- Location: Küçükçekmece, Istanbul
- Date: 8 November 2009

= 2009 Istanbul bus attack =

Terrorist incident in Turkey

In November 2009, Molotov cocktails were thrown at a bus and set ablaze in Istanbul. 17-year old Serap Eser was badly burnt and died in the hospital, after a while in coma. The Kurdistan Workers’ Party (PKK) was blamed and still to this day some Turkish officials and pro-Turkey media outlets accuse them.

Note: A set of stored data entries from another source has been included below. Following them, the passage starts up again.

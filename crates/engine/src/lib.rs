#![deny(unsafe_code)]
#![deny(missing_docs)]
#![deny(rustdoc::broken_intra_doc_links)]

//! # Overview
//!
//! The resource-group engine. A [`ResourceGroup`] is a manifest describing
//! every file of a binary delivery — relative path, MD5 content checksum,
//! compressed and uncompressed sizes, and a content-derived storage location —
//! together with the operations that turn manifests into deliverable
//! artifacts:
//!
//! - [`ResourceGroup::create_from_directory`] scans a tree into a manifest;
//! - [`ResourceGroup::import_from_file`] / [`ResourceGroup::export_to_file`]
//!   move manifests through the versioned YAML document format (and the
//!   legacy read/write CSV form at version 0.0.0);
//! - [`ResourceGroup::merge`], [`ResourceGroup::diff`],
//!   [`ResourceGroup::subtraction`], and [`ResourceGroup::remove_resources`]
//!   are the set-algebraic operations;
//! - [`ResourceGroup::create_bundle`] / [`ResourceGroup::unpack`] pack a
//!   group's payloads into fixed-size content-addressed chunks and rebuild
//!   them byte-exactly;
//! - [`ResourceGroup::create_patch`] / [`ResourceGroup::apply`] compute and
//!   replay binary deltas so clients holding a previous group fetch only
//!   changed regions.
//!
//! # Design
//!
//! Group and resource polymorphism is expressed as tagged variants
//! ([`GroupKind`], [`ResourceKind`]) rather than inheritance; every
//! operation is total on the variant. Long operations stream through the
//! workspace's bounded-buffer readers and writers, report progress through
//! the [`progress::StatusScope`] tree, and return flat-kinded
//! [`Error`] values.
//!
//! # Examples
//!
//! ```no_run
//! use engine::{CreateFromDirectoryParams, ExportToFileParams, ResourceGroup};
//!
//! let group = ResourceGroup::create_from_directory(
//!     &CreateFromDirectoryParams::new("assets/"),
//! )?;
//! group.export_to_file(&ExportToFileParams::new("assets.yaml"))?;
//! # Ok::<(), engine::Error>(())
//! ```

mod bundle;
mod document;
mod error;
mod group;
mod io;
mod params;
mod patch;
/// Nested progress reporting for long operations.
pub mod progress;
mod resource;
mod scan;
mod version;

pub use error::{Error, ErrorKind, Result};
pub use group::{
    BundleExtension, DiffLists, GroupKind, GroupType, PatchExtension, ResourceGroup,
    Subtraction, DEFAULT_CHUNK_SIZE,
};
pub use params::{
    BundleCreateParams, BundleUnpackParams, CreateFromDirectoryParams, ExportToFileParams,
    ImportFromFileParams, PatchApplyParams, PatchCreateParams, DEFAULT_STREAM_THRESHOLD,
};
pub use progress::{CallbackSettings, ProgressKind, StatusCallback, StatusEvent};
pub use resource::{PatchRecord, ResourceInfo, ResourceKind};
pub use version::{Version, CURRENT_VERSION};
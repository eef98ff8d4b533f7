#![deny(unsafe_code)]
#![deny(missing_docs)]
#![deny(rustdoc::broken_intra_doc_links)]

//! # Overview
//!
//! Gzip helpers shared across the workspace. Resource payloads travel
//! gzip-encoded whenever a remote CDN is involved, and compressed sizes are
//! recorded in every manifest, so the codec surfaces three shapes:
//!
//! - [`GzipStreamOut`] forwards compressed bytes into a caller-provided sink
//!   and must be finished explicitly or trailing compressed bytes are lost.
//! - [`CountingGzipEncoder`] discards the compressed payload while tracking
//!   its length, for manifests that only need the size.
//! - [`compress_to_vec`] / [`decompress_to_vec`] handle small in-memory
//!   payloads in one shot.
//!
//! # Examples
//!
//! ```
//! use compress::{compress_to_vec, decompress_to_vec};
//!
//! let compressed = compress_to_vec(b"SomeData").unwrap();
//! assert_eq!(&compressed[..4], &[0x1f, 0x8b, 0x08, 0x00]);
//! assert_eq!(decompress_to_vec(&compressed).unwrap(), b"SomeData");
//! ```

mod common;
mod gzip;

pub use common::CountingSink;
pub use gzip::{
    compress_to_vec, decompress_to_vec, CountingGzipEncoder, GzipStreamIn, GzipStreamOut,
};
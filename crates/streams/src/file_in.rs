//! Bounded-buffer sequential file reader.

use std::fs::File;
use std::io::{Read, Seek, SeekFrom};
use std::path::{Path, PathBuf};

use crate::{DataReader, StreamError};

/// Sequential reader over a file that yields chunks of at most the configured
/// buffer size.
///
/// The reader remembers its path so callers can rebuild an index over the same
/// file or restart the stream after exhausting it, which the patch engine does
/// when a chunk match moves the read point backwards.
#[derive(Debug)]
pub struct FileStreamIn {
    path: PathBuf,
    file: File,
    size: u64,
    position: u64,
    buffer_size: usize,
}

impl FileStreamIn {
    /// Opens `path` for sequential reading with the given buffer size.
    ///
    /// # Errors
    ///
    /// Returns [`StreamError::FailedToOpen`] when the file cannot be opened
    /// or its length cannot be determined.
    pub fn open(path: &Path, buffer_size: usize) -> Result<Self, StreamError> {
        let open_error = |source| StreamError::FailedToOpen {
            path: path.to_path_buf(),
            source,
        };
        let file = File::open(path).map_err(open_error)?;
        let size = file.metadata().map_err(open_error)?.len();
        Ok(Self {
            path: path.to_path_buf(),
            file,
            size,
            position: 0,
            buffer_size: buffer_size.max(1),
        })
    }

    /// Returns the path backing this stream.
    #[must_use]
    pub fn path(&self) -> &Path {
        &self.path
    }

    /// Reads exactly `len` bytes starting at `offset`, clamped to the file
    /// end, without disturbing the sequential position.
    ///
    /// # Errors
    ///
    /// Returns [`StreamError::FailedToRead`] when the positioned read fails.
    pub fn read_window(&mut self, offset: u64, len: usize) -> Result<Vec<u8>, StreamError> {
        if offset >= self.size {
            return Ok(Vec::new());
        }
        let available = usize::try_from((self.size - offset).min(len as u64))
            .map_err(|_| StreamError::FailedToRead(overflow_error()))?;
        let sequential = self.position;
        self.file
            .seek(SeekFrom::Start(offset))
            .map_err(StreamError::FailedToRead)?;
        let mut window = vec![0u8; available];
        let result = self.file.read_exact(&mut window);
        self.file
            .seek(SeekFrom::Start(sequential))
            .map_err(StreamError::FailedToRead)?;
        result.map_err(StreamError::FailedToRead)?;
        Ok(window)
    }
}

fn overflow_error() -> std::io::Error {
    std::io::Error::new(std::io::ErrorKind::InvalidInput, "window length overflow")
}

impl DataReader for FileStreamIn {
    fn pull(&mut self) -> Result<Option<Vec<u8>>, StreamError> {
        if self.is_finished() {
            return Ok(None);
        }
        let remaining = self.size - self.position;
        let len = usize::try_from(remaining.min(self.buffer_size as u64))
            .map_err(|_| StreamError::FailedToRead(overflow_error()))?;
        let mut chunk = vec![0u8; len];
        self.file
            .read_exact(&mut chunk)
            .map_err(StreamError::FailedToRead)?;
        self.position += len as u64;
        Ok(Some(chunk))
    }

    fn size(&self) -> u64 {
        self.size
    }

    fn position(&self) -> u64 {
        self.position
    }

    fn seek(&mut self, offset: u64) -> Result<(), StreamError> {
        let clamped = offset.min(self.size);
        self.file
            .seek(SeekFrom::Start(clamped))
            .map_err(StreamError::FailedToRead)?;
        self.position = clamped;
        Ok(())
    }

    fn restart(&mut self) -> Result<(), StreamError> {
        self.seek(0)
    }

    fn is_finished(&self) -> bool {
        self.position >= self.size
    }
}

In 2015, former Interior Minister İdris Naim Şahin later stated “I have unfortunately learned that the people who sabotaged the bus, throwing Molotov cocktails, were members of MİT”.

The newspaper Vatan reported that a suspect in the case stated, they were member of MİT (Turkey's intelligence agency, sometimes involved in clandestine events) and that the MIT also had responded to the court confirming this, saying the suspect known as "A.S." had been used as an intelligence operative in a number of incidents.

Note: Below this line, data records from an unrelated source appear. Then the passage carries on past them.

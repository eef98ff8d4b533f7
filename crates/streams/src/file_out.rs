//! File-backed write streams.

use std::fs::File;
use std::io::{BufWriter, Write};
use std::path::{Path, PathBuf};

use compress::GzipStreamOut;

use crate::{DataWriter, StreamError};

/// Buffered sequential writer over a file.
#[derive(Debug)]
pub struct FileStreamOut {
    path: PathBuf,
    writer: Option<BufWriter<File>>,
    written: u64,
}

impl FileStreamOut {
    /// Creates (or truncates) `path` for writing.
    ///
    /// # Errors
    ///
    /// Returns [`StreamError::FailedToOpen`] when the file cannot be created.
    pub fn create(path: &Path) -> Result<Self, StreamError> {
        let file = File::create(path).map_err(|source| StreamError::FailedToOpen {
            path: path.to_path_buf(),
            source,
        })?;
        Ok(Self {
            path: path.to_path_buf(),
            writer: Some(BufWriter::new(file)),
            written: 0,
        })
    }

    /// Returns the path backing this stream.
    #[must_use]
    pub fn path(&self) -> &Path {
        &self.path
    }

    /// Number of uncompressed bytes pushed so far.
    #[must_use]
    pub fn written(&self) -> u64 {
        self.written
    }
}

impl DataWriter for FileStreamOut {
    fn push(&mut self, data: &[u8]) -> Result<(), StreamError> {
        let writer = self
            .writer
            .as_mut()
            .ok_or_else(|| StreamError::FailedToSave(closed_error()))?;
        writer.write_all(data).map_err(StreamError::FailedToSave)?;
        self.written += data.len() as u64;
        Ok(())
    }

    fn finish(&mut self) -> Result<(), StreamError> {
        if let Some(mut writer) = self.writer.take() {
            writer.flush().map_err(StreamError::FailedToSave)?;
        }
        Ok(())
    }
}

impl Drop for FileStreamOut {
    fn drop(&mut self) {
        if let Some(mut writer) = self.writer.take() {
            let _ = writer.flush();
        }
    }
}

/// Transparent gzip wrapper over [`FileStreamOut`].
///
/// Pushed bytes are compressed before reaching the file; `finish` must run or
/// the trailing compressed bytes are lost and the member is undecodable.
pub struct CompressedFileStreamOut {
    path: PathBuf,
    encoder: Option<GzipStreamOut<BufWriter<File>>>,
    written: u64,
    compressed: u64,
}

impl CompressedFileStreamOut {
    /// Creates (or truncates) `path` and starts a gzip member in it.
    ///
    /// # Errors
    ///
    /// Returns [`StreamError::FailedToOpen`] when the file cannot be created.
    pub fn create(path: &Path) -> Result<Self, StreamError> {
        let file = File::create(path).map_err(|source| StreamError::FailedToOpen {
            path: path.to_path_buf(),
            source,
        })?;
        Ok(Self {
            path: path.to_path_buf(),
            encoder: Some(GzipStreamOut::new(BufWriter::new(file))),
            written: 0,
            compressed: 0,
        })
    }

    /// Returns the path backing this stream.
    #[must_use]
    pub fn path(&self) -> &Path {
        &self.path
    }

    /// Number of uncompressed bytes pushed so far.
    #[must_use]
    pub fn written(&self) -> u64 {
        self.written
    }

    /// Number of compressed bytes emitted; only final after `finish`.
    #[must_use]
    pub fn compressed(&self) -> u64 {
        self.compressed
    }
}

impl DataWriter for CompressedFileStreamOut {
    fn push(&mut self, data: &[u8]) -> Result<(), StreamError> {
        let encoder = self
            .encoder
            .as_mut()
            .ok_or_else(|| StreamError::FailedToCompress(closed_error()))?;
        encoder.push(data).map_err(StreamError::FailedToCompress)?;
        self.written += data.len() as u64;
        Ok(())
    }

    fn finish(&mut self) -> Result<(), StreamError> {
        if let Some(mut encoder) = self.encoder.take() {
            let (mut writer, compressed) =
                encoder.finish().map_err(StreamError::FailedToCompress)?;
            writer.flush().map_err(StreamError::FailedToSave)?;
            self.compressed = compressed;
        }
        Ok(())
    }
}

fn closed_error() -> std::io::Error {
    std::io::Error::new(std::io::ErrorKind::BrokenPipe, "stream already finished")
}
//! Pluggable remote fetch with retry.

use std::io;
use std::time::Duration;

/// Downloads a URL and returns its raw (gzip-encoded) bytes.
///
/// The engine never talks to the network itself; callers supply whatever
/// transport they have. Implementations are free to block.
pub trait Fetch {
    /// Fetches `url`, returning the response body.
    ///
    /// # Errors
    ///
    /// Returns an [`io::Error`] describing the transport failure.
    fn fetch(&self, url: &str) -> io::Result<Vec<u8>>;
}

impl<F> Fetch for F
where
    F: Fn(&str) -> io::Result<Vec<u8>>,
{
    fn fetch(&self, url: &str) -> io::Result<Vec<u8>> {
        self(url)
    }
}

/// Fetches `url`, retrying with exponential backoff for up to `retry_secs`.
///
/// The first attempt is immediate; failed attempts sleep 1, 2, 4, … seconds
/// until the accumulated sleep would exceed the budget. A zero budget means a
/// single attempt.
///
/// # Errors
///
/// Returns the final transport error once the budget is exhausted.
pub fn fetch_with_retry(fetcher: &dyn Fetch, url: &str, retry_secs: u64) -> io::Result<Vec<u8>> {
    let mut slept = 0u64;
    let mut backoff = 1u64;
    loop {
        match fetcher.fetch(url) {
            Ok(bytes) => return Ok(bytes),
            Err(error) => {
                if slept + backoff > retry_secs {
                    return Err(error);
                }
                tracing::warn!(url, backoff, error = %error, "fetch failed, retrying");
                std::thread::sleep(Duration::from_secs(backoff));
                slept += backoff;
                backoff = backoff.saturating_mul(2);
            }
        }
    }
}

In 2012, the then Peoples’ Democratic Party (HDP) co-chair Selahattin Demirtaş stated that the MIT was responsible for the killing and also responsible of other acts. The Main opposition Republican People’s Party (CHP) also raised questions about the incident in 2015 at the Turkish parliament. In the same year members of the CHP Youth Organization marched in front of the Galatasaray High School, chanting slogans and showing signs reading "The murderer state will be accountable", "The Molotov MIT Official Who Killed Serap Eser 241 Children were Murdered under AKP rule. We will ask for an account.", Sezgin Tanrıkulu, Deputy Chairman and Gürsel Tekin General Secretary of the CHP were supportive.

== The attack ==
On November 8, 2009, Molotov cocktails were thrown at a bus, which was set ablaze. A 17-year-old teenager, Serap Eser, was onboard among others on her way home; she was badly burnt, dying a month later in hospital while in a coma.

== Aftermath ==
Four who were under the age of 18 when the attack occurred were sentenced for being a member of a terrorist organization and intentional homicide. After Interior Minister İdris Naim Şahin statements, four of those who were accused of carrying out the attack filed a complaint to the Bakırköy Public Prosecutor’s Office on 23 January 2015.

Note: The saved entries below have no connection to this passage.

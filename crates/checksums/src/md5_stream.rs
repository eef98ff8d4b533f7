//! Streaming MD5 digests.

use md5::{Digest, Md5};
use thiserror::Error;

use crate::to_hex;

/// Errors produced by [`Md5Stream`].
#[derive(Clone, Copy, Debug, Eq, PartialEq, Error)]
pub enum ChecksumError {
    /// The stream was already finalised; no further input is accepted.
    #[error("checksum stream already finalised")]
    Finalised,
}

/// Incremental MD5 digest over a byte stream.
///
/// Content checksums are computed while resource bytes flow through the
/// pipeline, so files never need to be materialised just to be hashed. Once
/// [`finish_and_retrieve`](Self::finish_and_retrieve) has been called the
/// stream rejects further pushes.
///
/// # Examples
///
/// ```
/// use checksums::Md5Stream;
///
/// let mut stream = Md5Stream::new();
/// stream.push(b"Dum").unwrap();
/// stream.push(b"my").unwrap();
/// let digest = stream.finish_and_retrieve().unwrap();
/// assert_eq!(digest, "bcf036b6f33e182d4705f4f5b1af13ac");
/// ```
#[derive(Clone, Debug, Default)]
pub struct Md5Stream {
    hasher: Option<Md5>,
}

impl Md5Stream {
    /// Creates a stream with an empty digest state.
    #[must_use]
    pub fn new() -> Self {
        Self {
            hasher: Some(Md5::new()),
        }
    }

    /// Feeds `data` into the digest.
    ///
    /// # Errors
    ///
    /// Returns [`ChecksumError::Finalised`] when the stream has already been
    /// finalised.
    pub fn push(&mut self, data: &[u8]) -> Result<(), ChecksumError> {
        match self.hasher.as_mut() {
            Some(hasher) => {
                hasher.update(data);
                Ok(())
            }
            None => Err(ChecksumError::Finalised),
        }
    }

    /// Finalises the digest and returns it as a 32-digit hex string.
    ///
    /// # Errors
    ///
    /// Returns [`ChecksumError::Finalised`] when called a second time.
    pub fn finish_and_retrieve(&mut self) -> Result<String, ChecksumError> {
        let hasher = self.hasher.take().ok_or(ChecksumError::Finalised)?;
        Ok(to_hex(&hasher.finalize()))
    }

    /// Reports whether the stream has been finalised.
    #[must_use]
    pub fn is_finished(&self) -> bool {
        self.hasher.is_none()
    }
}

/// Computes the MD5 digest of `data` in one shot, rendered as hex.
#[must_use]
pub fn md5_hex(data: &[u8]) -> String {
    to_hex(&Md5::digest(data))
}

#[cfg(test)]
mod tests {
    use super::*;

    #[test]
    fn one_shot_digest_matches_known_value() {
        assert_eq!(md5_hex(b"Dummy"), "bcf036b6f33e182d4705f4f5b1af13ac");
    }

    #[test]
    fn streaming_digest_matches_one_shot() {
        let payload = b"The quick brown fox jumps over the lazy dog".repeat(7);
        let mut stream = Md5Stream::new();
        for chunk in payload.chunks(13) {
            stream.push(chunk).expect("push chunk");
        }
        let streamed = stream.finish_and_retrieve().expect("finalise");
        assert_eq!(streamed, md5_hex(&payload));
    }

    #[test]
    fn empty_stream_digests_empty_input() {
        let mut stream = Md5Stream::new();
        let digest = stream.finish_and_retrieve().expect("finalise");
        assert_eq!(digest, md5_hex(b""));
    }

    #[test]
    fn push_after_finalise_is_rejected() {
        let mut stream = Md5Stream::new();
        stream.push(b"data").expect("push");
        stream.finish_and_retrieve().expect("finalise");
        assert!(stream.is_finished());
        assert_eq!(stream.push(b"more"), Err(ChecksumError::Finalised));
        assert_eq!(
            stream.finish_and_retrieve(),
            Err(ChecksumError::Finalised)
        );
    }
}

In 2014, Alevi Bektashi Federation chairman Selahattin Özel stated regarding the incident “The PM and his spokespeople are continuously trying to correlate Alevis with terror groups. They are holding Alevis together with terror organizations. Previous to this incident, a girl of ours died in a molotov cocktail [attack] which was thrown at a bus. MİT came out behind this and [the AKP] let them go." A Turkish court dismissed all claims of involvement with the Turkish MİT involvement.

In 2011, a case in which two Kurds were sentenced to over 12 years in prison for being in possession of a Molotov cocktail, the court case referred back to this incident.